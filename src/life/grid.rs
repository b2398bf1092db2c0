//! Grid representation and neighbor queries

use crate::config::BoundaryCondition;
use crate::error::{EngineError, Result};
use serde::{Deserialize, Serialize};
use std::fmt;

/// Relative positions of the Moore neighborhood
const NEIGHBOR_OFFSETS: [(isize, isize); 8] = [
    (-1, -1),
    (0, -1),
    (1, -1),
    (-1, 0),
    (1, 0),
    (-1, 1),
    (0, 1),
    (1, 1),
];

/// State of a single cell
#[derive(Debug, Clone, Copy, PartialEq, Eq, Hash, Serialize, Deserialize)]
#[serde(rename_all = "snake_case")]
pub enum CellState {
    Dead,
    Alive,
}

impl CellState {
    #[inline]
    pub fn is_alive(self) -> bool {
        self == CellState::Alive
    }
}

impl From<bool> for CellState {
    fn from(alive: bool) -> Self {
        if alive {
            CellState::Alive
        } else {
            CellState::Dead
        }
    }
}

/// One generation of the automaton.
///
/// Dimensions and cells are fixed once built; the next generation is
/// always a fresh `Grid`, never an in-place edit of this one.
#[derive(Debug, Clone, PartialEq, Eq, Serialize)]
pub struct Grid {
    width: usize,
    height: usize,
    cells: Vec<bool>,
    boundary_condition: BoundaryCondition,
}

impl Grid {
    /// Create a grid with every cell dead
    pub fn new(width: usize, height: usize, boundary_condition: BoundaryCondition) -> Result<Self> {
        check_dimensions(width, height)?;
        Ok(Self {
            width,
            height,
            cells: vec![false; width * height],
            boundary_condition,
        })
    }

    /// Build a grid by asking `alive(x, y)` for every cell in row-major order
    pub fn from_fn<F>(
        width: usize,
        height: usize,
        boundary_condition: BoundaryCondition,
        mut alive: F,
    ) -> Result<Self>
    where
        F: FnMut(usize, usize) -> bool,
    {
        check_dimensions(width, height)?;
        let mut cells = Vec::with_capacity(width * height);
        for y in 0..height {
            for x in 0..width {
                cells.push(alive(x, y));
            }
        }
        Ok(Self {
            width,
            height,
            cells,
            boundary_condition,
        })
    }

    /// Create a grid from rows of booleans (`rows[y][x]`)
    pub fn from_cells(rows: Vec<Vec<bool>>, boundary_condition: BoundaryCondition) -> Result<Self> {
        let height = rows.len();
        let width = rows.first().map_or(0, Vec::len);
        check_dimensions(width, height)?;

        for (y, row) in rows.iter().enumerate() {
            if row.len() != width {
                return Err(EngineError::invalid(format!(
                    "Row {} has length {}, expected {}",
                    y,
                    row.len(),
                    width
                )));
            }
        }

        Ok(Self {
            width,
            height,
            cells: rows.into_iter().flatten().collect(),
            boundary_condition,
        })
    }

    pub fn width(&self) -> usize {
        self.width
    }

    pub fn height(&self) -> usize {
        self.height
    }

    pub fn boundary_condition(&self) -> BoundaryCondition {
        self.boundary_condition
    }

    #[inline]
    fn index(&self, x: usize, y: usize) -> usize {
        y * self.width + x
    }

    fn check_bounds(&self, x: usize, y: usize) -> Result<()> {
        if x < self.width && y < self.height {
            Ok(())
        } else {
            Err(EngineError::OutOfBounds {
                x,
                y,
                width: self.width,
                height: self.height,
            })
        }
    }

    /// State of the cell at `(x, y)`
    pub fn get(&self, x: usize, y: usize) -> Result<CellState> {
        self.check_bounds(x, y)?;
        Ok(self.cells[self.index(x, y)].into())
    }

    /// Unchecked liveness for in-range coordinates
    #[inline]
    pub(crate) fn is_alive(&self, x: usize, y: usize) -> bool {
        self.cells[self.index(x, y)]
    }

    /// Number of live cells among the 8 Moore neighbors of `(x, y)`
    pub fn neighbor_count(&self, x: usize, y: usize) -> Result<u8> {
        self.check_bounds(x, y)?;
        Ok(self.count_neighbors(x, y))
    }

    /// Neighbor count for coordinates already known to be in range
    pub(crate) fn count_neighbors(&self, x: usize, y: usize) -> u8 {
        NEIGHBOR_OFFSETS
            .iter()
            .filter(|(dx, dy)| self.is_neighbor_alive(x as isize + dx, y as isize + dy))
            .count() as u8
    }

    /// Liveness of a possibly out-of-range position under the boundary policy
    fn is_neighbor_alive(&self, x: isize, y: isize) -> bool {
        let (w, h) = (self.width as isize, self.height as isize);
        match self.boundary_condition {
            BoundaryCondition::Dead => {
                if x >= 0 && x < w && y >= 0 && y < h {
                    self.is_alive(x as usize, y as usize)
                } else {
                    false
                }
            }
            BoundaryCondition::Wrap => {
                self.is_alive(x.rem_euclid(w) as usize, y.rem_euclid(h) as usize)
            }
        }
    }

    /// Build the next generation from each cell's state and live-neighbor count.
    ///
    /// Every count is read from `self`, which is never written; the results go
    /// into a separate buffer visited in row-major order.
    pub(crate) fn successor<F>(&self, mut next: F) -> Grid
    where
        F: FnMut(CellState, u8) -> CellState,
    {
        let mut cells = Vec::with_capacity(self.cells.len());
        for y in 0..self.height {
            for x in 0..self.width {
                let state = CellState::from(self.is_alive(x, y));
                cells.push(next(state, self.count_neighbors(x, y)).is_alive());
            }
        }
        Grid {
            width: self.width,
            height: self.height,
            cells,
            boundary_condition: self.boundary_condition,
        }
    }

    /// All living cell coordinates as `(x, y)`, row-major
    pub fn living_cells(&self) -> Vec<(usize, usize)> {
        self.cells
            .iter()
            .enumerate()
            .filter(|&(_, &alive)| alive)
            .map(|(i, _)| (i % self.width, i / self.width))
            .collect()
    }

    pub fn living_count(&self) -> usize {
        self.cells.iter().filter(|&&cell| cell).count()
    }

    /// Fraction of cells alive, in `[0, 1]`
    pub fn density(&self) -> f64 {
        self.living_count() as f64 / self.cells.len() as f64
    }

    /// True when no cell is alive
    pub fn is_empty(&self) -> bool {
        self.cells.iter().all(|&cell| !cell)
    }

    /// Rows of the grid, top to bottom
    pub fn rows(&self) -> impl Iterator<Item = &[bool]> + '_ {
        self.cells.chunks(self.width)
    }
}

fn check_dimensions(width: usize, height: usize) -> Result<()> {
    if width == 0 || height == 0 {
        return Err(EngineError::invalid(format!(
            "Grid dimensions must be positive, got {}x{}",
            width, height
        )));
    }
    if width.checked_mul(height).is_none() {
        return Err(EngineError::invalid(format!(
            "Grid of {}x{} cells is too large",
            width, height
        )));
    }
    Ok(())
}

impl fmt::Display for Grid {
    fn fmt(&self, f: &mut fmt::Formatter<'_>) -> fmt::Result {
        for row in self.rows() {
            for &cell in row {
                write!(f, "{}", if cell { "⬛" } else { "⬜" })?;
            }
            writeln!(f)?;
        }
        Ok(())
    }
}

#[cfg(test)]
mod tests {
    use super::*;

    fn grid(rows: &[&str], boundary: BoundaryCondition) -> Grid {
        let cells = rows
            .iter()
            .map(|row| row.chars().map(|c| c == '1').collect())
            .collect();
        Grid::from_cells(cells, boundary).unwrap()
    }

    #[test]
    fn test_grid_creation() {
        let grid = Grid::new(4, 3, BoundaryCondition::Dead).unwrap();
        assert_eq!(grid.width(), 4);
        assert_eq!(grid.height(), 3);
        assert_eq!(grid.rows().count(), 3);
        assert!(grid.is_empty());
    }

    #[test]
    fn test_zero_dimensions_rejected() {
        assert!(matches!(
            Grid::new(0, 3, BoundaryCondition::Dead),
            Err(EngineError::InvalidParameter(_))
        ));
        assert!(matches!(
            Grid::from_cells(vec![], BoundaryCondition::Wrap),
            Err(EngineError::InvalidParameter(_))
        ));
        assert!(Grid::from_cells(vec![vec![true], vec![true, false]], BoundaryCondition::Dead).is_err());
    }

    #[test]
    fn test_get_out_of_bounds() {
        let grid = Grid::new(3, 2, BoundaryCondition::Wrap).unwrap();
        assert_eq!(grid.get(2, 1).unwrap(), CellState::Dead);
        assert_eq!(
            grid.get(3, 0),
            Err(EngineError::OutOfBounds { x: 3, y: 0, width: 3, height: 2 })
        );
        assert!(grid.neighbor_count(0, 2).is_err());
    }

    #[test]
    fn test_neighbor_counting() {
        let grid = grid(&["111", "101", "111"], BoundaryCondition::Dead);
        assert_eq!(grid.neighbor_count(1, 1).unwrap(), 8);
        // Corner sees two edge cells; the dead center contributes nothing
        assert_eq!(grid.neighbor_count(0, 0).unwrap(), 2);
        assert_eq!(grid.living_count(), 8);
    }

    #[test]
    fn test_corner_under_each_boundary() {
        // Live cells only in the three corners that wrap onto (0, 0)
        let rows = ["00001", "00000", "00000", "10001"];
        let bounded = grid(&rows, BoundaryCondition::Dead);
        let toroidal = grid(&rows, BoundaryCondition::Wrap);

        assert_eq!(bounded.neighbor_count(0, 0).unwrap(), 0);
        // (W-1, H-1), (W-1, 0) and (0, H-1)
        assert_eq!(toroidal.neighbor_count(0, 0).unwrap(), 3);
    }

    #[test]
    fn test_wrap_small_grid() {
        let rows = ["10", "01"];
        assert_eq!(grid(&rows, BoundaryCondition::Dead).neighbor_count(0, 0).unwrap(), 1);
        // Four of the wrapped positions land on (1, 1)
        assert_eq!(grid(&rows, BoundaryCondition::Wrap).neighbor_count(0, 0).unwrap(), 4);
    }

    #[test]
    fn test_living_cells_and_density() {
        let grid = grid(&["0100", "0001"], BoundaryCondition::Dead);
        assert_eq!(grid.living_cells(), vec![(1, 0), (3, 1)]);
        assert!((grid.density() - 0.25).abs() < f64::EPSILON);
    }

    #[test]
    fn test_from_fn_row_major() {
        let mut visited = Vec::new();
        let grid = Grid::from_fn(2, 2, BoundaryCondition::Dead, |x, y| {
            visited.push((x, y));
            x == y
        })
        .unwrap();
        assert_eq!(visited, vec![(0, 0), (1, 0), (0, 1), (1, 1)]);
        assert_eq!(grid.get(1, 1).unwrap(), CellState::Alive);
        assert_eq!(grid.get(1, 0).unwrap(), CellState::Dead);
    }
}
......
• _Exercise objective_
Among the entries, copy every line containing the word "impl".

• _Output for this exercise_
impl CellState {
impl From<bool> for CellState {
impl Grid {
    pub fn rows(&self) -> impl Iterator<Item = &[bool]> + '_ {
impl fmt::Display for Grid {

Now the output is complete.